Nuclear Weapons Lab Plans $18 Billion Expansion
Mark
Oswald / Albuquerque Journal
SANTA
FE (August 9, 2019) – At a meeting attended by some 700 representatives of
construction firms from around the country Thursday, plans for different kind
of explosion — a building and hiring boom — were described for Los Alamos
National Laboratory.
Officials from Los Alamos National Laboratory met with construction firms from around the country Thursday to discuss building plans that will total some $13 billion over the next decade. (Source: Los Alamos Laboratory).
Lab officials provided details of $5 billion worth of building plans over the next five years and $13 billion over the next decade, driven largely by the lab’s assignment to ramp up production of plutonium cores for nuclear weapons.
They also told the crowd at Pojoaque Pueblo’s Buffalo Thunder Casino and Resort that there’s a need for capital improvements away from the lab, to help serve a growing LANL workforce.
One slide showed a potential whole new highway connecting N.M. 4 off of lab property to Santa Fe via a new bridge over the Rio Grande south of White Rock and through the Caja del Rio area west of Santa Fe, with a possible link to Interstate 25 south of town.
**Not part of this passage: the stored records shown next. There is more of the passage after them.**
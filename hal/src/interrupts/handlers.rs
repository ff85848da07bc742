//! # Per-Core Handler Tables
//!
//! The mutable half of the dispatch machinery: one RAM-resident table of
//! handler references per core, indexed by priority slot. The trampoline
//! stubs (see [`super::vectors`]) read these tables on every interrupt
//! entry, so a slot can be re-bound at any time after initialization
//! without touching executable memory.
//!
//! ## Access discipline
//!
//! Slots are stored with natural-word atomicity: a dispatch racing a
//! registration observes either the old or the new handler, never a torn
//! pointer. The owning core's interrupt path is the only reader; writers
//! may be any core during setup, by the convention that registration for
//! core X is only performed by code installing a handler that will run
//! on X. No lock is involved.
//!
//! Out-of-range slot or core indices make registration a silent no-op -
//! a deliberate contract, not an oversight: such calls are programming
//! mistakes caught by review and tests, and the dispatch core carries no
//! diagnostic channel at all.

use core::ptr;
use core::sync::atomic::{AtomicPtr, Ordering};

use super::MAX_VECTORS;
use crate::cpu::csfr;
use crate::family::NB_CORES;

// ============================================================================
// Handler type
// ============================================================================

/// An interrupt service routine: no arguments, no return value.
pub type IsrHandler = extern "C" fn();

// ============================================================================
// Tables
// ============================================================================

/// One core's priority-indexed handler table.
///
/// `repr(C)` because the trampoline stubs address slots by fixed offset
/// from the table symbol.
#[repr(C, align(4))]
pub struct HandlerTable {
    slots: [AtomicPtr<()>; MAX_VECTORS],
}

impl HandlerTable {
    const EMPTY_SLOT: AtomicPtr<()> = AtomicPtr::new(ptr::null_mut());

    const fn new() -> Self {
        Self {
            slots: [Self::EMPTY_SLOT; MAX_VECTORS],
        }
    }
}

macro_rules! handler_tables {
    ($($core:literal),+) => {
        paste::paste! {
            $(
                // Referenced by name from the generated trampoline stubs.
                #[no_mangle]
                static [<ISR_HANDLER_TABLE_CPU $core>]: HandlerTable = HandlerTable::new();
            )+

            /// Per-core table lookup, indexed by logical core id.
            static TABLES: [&HandlerTable; NB_CORES] =
                [$( &[<ISR_HANDLER_TABLE_CPU $core>] ),+];
        }
    };
}

#[cfg(not(feature = "tc39x"))]
handler_tables!(0, 1, 2, 3);

#[cfg(feature = "tc39x")]
handler_tables!(0, 1, 2, 3, 4, 5);

// ============================================================================
// Registrar
// ============================================================================

/// Bind `handler` into priority slot `priority` of `core`'s table.
///
/// Takes effect the next time the trampoline reads the slot. Out-of-range
/// `core` or `priority` is a silent no-op.
pub fn register(core: usize, handler: IsrHandler, priority: usize) {
    let Some(table) = TABLES.get(core) else {
        return; // nothing to do for an unconfigured core
    };

    if priority < MAX_VECTORS {
        table.slots[priority].store(handler as *const () as *mut (), Ordering::Relaxed);
    }
}

/// Reset every slot of `core`'s table to the undefined handler.
///
/// Called by the dispatch initializer before the core enables interrupt
/// taking. Calling it again is a full reset: prior registrations are
/// overwritten. Out-of-range `core` is a silent no-op.
pub fn init(core: usize) {
    if core >= NB_CORES {
        return;
    }
    for priority in 0..MAX_VECTORS {
        register(core, undefined_handler, priority);
    }
}

/// The handler currently bound to a slot; `None` for an out-of-range
/// index or a table that was never initialized.
pub(crate) fn bound_handler(core: usize, slot: usize) -> Option<IsrHandler> {
    let table = TABLES.get(core)?;
    let raw = table.slots.get(slot)?.load(Ordering::Relaxed);
    if raw.is_null() {
        None
    } else {
        // SAFETY: non-null slot values only ever come from `register`,
        // which stores valid `IsrHandler` references.
        Some(unsafe { core::mem::transmute::<*mut (), IsrHandler>(raw) })
    }
}

/// Whether a slot still holds the undefined handler.
///
/// Diagnostic hook: lets tooling verify that a priority it is about to
/// route in the service request controller actually has a handler.
pub fn is_default(core: usize, slot: usize) -> bool {
    match bound_handler(core, slot) {
        Some(handler) => handler as usize == undefined_handler as usize,
        None => false,
    }
}

// ============================================================================
// Undefined handler
// ============================================================================

/// Landing point for any interrupt whose slot was never registered.
///
/// An unregistered priority firing means the service request controller
/// routes a priority nobody installed a handler for - a wiring bug.
/// Continuing would act on uninitialized application state, so the
/// failure is loud and final: trap into an attached debugger, otherwise
/// spin until the watchdog resets the part. There is no recovery path.
///
/// On host builds the trap is recorded by the register model and the
/// handler returns, so tests can observe the halt.
pub extern "C" fn undefined_handler() {
    csfr::debug_trap();

    #[cfg(target_arch = "tricore")]
    loop {
        core::hint::spin_loop();
    }
}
It would reduce commute times from Albuquerque as well as Santa Fe.
Another slide shown to the contractors mapped planned housing projects in Los Alamos.
LANL Director Thomas Mason, in an interview Friday, said the lab currently has 1,400 openings and has been hiring about 1,000 people annually over the past several years, with about 500 each year placed in new job slots as opposed to replacing retirees or others who’ve left the lab.
Mason said LANL provides about 12,000 jobs now and should add 1,200 more by 2026, by which time the lab is supposed to be producing 30 plutonium “pits” for warheads annually.
The expansion in capital improvements and hiring have “already been in progress, there’s been work going on, but it’s ramping up significantly over the next several years,” Mason said.
“A lot of our infrastructure is aging,” he said. “The lab celebrated its 75th anniversary last year, which is a wonderful milestone, but you know some of those facilities that were built up in the Cold War era are no longer state of the art, and so we’re doing work to replace them.”
Proposed building improvements, including two new parking garages, and workforce expansion depend on future federal appropriations year to year. “So you never know,” Mason said
“It’s a busy time at the lab,” he said. “We’re probably busier than we have been since the height of the Cold War.”
Mason said $3 billion in spending is planned for improvements to the lab’s existing plutonium facility for the pit work. An accelerator project and a new-generation super computer also will require major investments.
Roadwork discussed in Thursday’s presentation would be the responsibility of surrounding communities or the state, Mason noted. But he said the lab is stressing the importance of transportation infrastructure and needs to communicate to the region about the lab’s growth projections
The existing traffic situation sometimes seems more like Los Angeles than Los Alamos, he said. Sixty percent of lab employees live outside Los Alamos County, Mason said.
One piece of transportation infrastructure – Omega Bridge, which connects the town of Los Alamos with the lab site over Los Alamos Canyon – is owned by the federal government. It was also part of the Thursday presentation. One slide shows the bridge converted to a “greenway” with a new bridge added nearby. Mason said what to do with the bridge is a long-term issue.
Asked about potential economic impact of the building and hiring plans on northern New Mexico, Mason noted that a recent University of New Mexico study said LANL’s current activities generate $3 billion in economic activity in the state. The new work will just add to that, he said.
Not everyone wants to see the lab grow.
Greg Mello, a frequent lab critic with the Albuquerque-based Los Alamos Study Group, said “everywhere pit production has been done, in every country, has been an environmental disaster.”
Pits were formerly made at Rocky Flats in Colorado, which was shut down in the early 1990s amid an environmental scandal.
“We think it’s the wrong direction for this region,” Mello said.
Mello, who attended the Thursday meeting and told the Journal about it, said there was a “gold rush mentality” among attendees.
The Department of Energy’s National Nuclear Security Administration (NNSA), which oversees the nation’s nuclear weapons labs, is under a mandate from Congress and the Department of Defense to make 80 pits a year by 2030 as part of a massive plan to modernize the nation’s nuclear weapons arsenal.
Only a handful have been produced in recent decades, all of them at Los Alamos. NNSA’s plan calls for making 30 pits a year at Los Alamos and 50 pits a year at DOE’s Savannah River Site in South Carolina.
A recent congressionally funded study cast doubts on whether the pit production goals can be met and questioned the overall plan to ramp up U.S. pit production, which is estimated to cost $14 billion to $28 billion, saying that “eventual success of the strategy to reconstitute plutonium pit production is far from certain.”